Le ministre fédéral des Affaires étrangères, David Emerson, a affirmé que ce n'est pas en brûlant les cultures de pavot dans le sud de l'Afghanistan qu'on parviendra à endiguer la production d'opium et d'héroïne provenant de cette région dévastée par la guerre.

En entrevue à l'émission Question Period, du télédiffuseur CTV, M. Emerson a expliqué que la solution pourrait plutôt passer par une intensification des mesures d'interdiction aux niveaux du traitement et de l'expédition des drogues illégales hors d'Afghanistan.

Le Canada subit des pressions grandissantes de la part des Etats-Unis pour qu'il fasse plus d'efforts pour enrayer la culture du pavot, notamment en pulvérisant des produits chimiques du haut des airs. Depuis les deux dernières années, les Américains incitent discrètement le président afghan Hamid Karzaï à accepter les pulvérisations de produits chimiques sur les cultures de pavot.

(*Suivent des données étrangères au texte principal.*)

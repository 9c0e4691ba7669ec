//! Package version ordering.

use std::cmp::Ordering;

/// One `(version, channel)` pair available for a package.
#[derive(Debug, Clone, PartialEq, Eq)]
pub struct VersionAndChannel {
    pub version: String,
    pub channel: String,
}

impl VersionAndChannel {
    pub fn new(version: impl Into<String>, channel: impl Into<String>) -> Self {
        Self {
            version: version.into(),
            channel: channel.into(),
        }
    }
}

/// Compares dotted package versions part by part.
///
/// Numeric parts compare numerically, other parts compare as text; missing
/// trailing parts count as zero, so `1.0` equals `1.0.0`.
pub fn compare_versions(left: &str, right: &str) -> Ordering {
    let mut left_parts = left.split('.');
    let mut right_parts = right.split('.');

    loop {
        match (left_parts.next(), right_parts.next()) {
            (None, None) => return Ordering::Equal,
            (l, r) => {
                let ordering = compare_part(l.unwrap_or("0"), r.unwrap_or("0"));
                if ordering != Ordering::Equal {
                    return ordering;
                }
            }
        }
    }
}

fn compare_part(left: &str, right: &str) -> Ordering {
    match (left.parse::<u64>(), right.parse::<u64>()) {
        (Ok(l), Ok(r)) => l.cmp(&r),
        // Numeric parts sort after textual ones such as `beta`.
        (Ok(_), Err(_)) => Ordering::Greater,
        (Err(_), Ok(_)) => Ordering::Less,
        (Err(_), Err(_)) => left.to_ascii_lowercase().cmp(&right.to_ascii_lowercase()),
    }
}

Les militants talibans se servent des recettes du commerce illégal de la drogue pour acheter des armes et des explosifs. Selon un récent rapport des Nations unies, les insurgés tireraient jusqu'à 100 millions $ du trafic de stupéfiants, et les exportations en provenance de l'Afghanistan représenteraient près de 90 pour cent de l'héroïne mondiale.

Le ministre Emerson a fait valoir que l'idée de brûler les récoltes de simples agriculteurs qui ne sont pas en mesure de cultiver autre chose que du pavot n'aiderait en rien l'OTAN dans ses tentatives de gagner l'estime de la population afghane.

Mais un membre haut placé du département d'Etat américain conteste ce point de vue. Selon Thomas Schweich, le coordonnateur américain pour la lutte contre les stupéfiants en Afghanistan, l'idée que de pauvres fermiers seraient pénalisés par des efforts plus soutenus d'éradication du pavot est un mythe, qui a été utilisé comme prétexte pour éviter de lutter contre la culture du pavot.

Il y a quelques années, cela aurait pu être crédible, mais le commerce de la drogue a changé et ce sont maintenant de riches propriétaires terriens et même des fonctionnaires gouvernementaux corrompus qui profitent du commerce du pavot, a soutenu M. Schweich.

Ce dernier accuse le président Karzaï de soutenir tacitement les seigneurs de la drogue du sud de l'Afghanistan par crainte de voir la base de son pouvoir politique s'effriter.

David Emerson a rejeté cet argument, ajoutant que Hamid Karzaï est le président élu et que le gouvernement canadien l'appuie.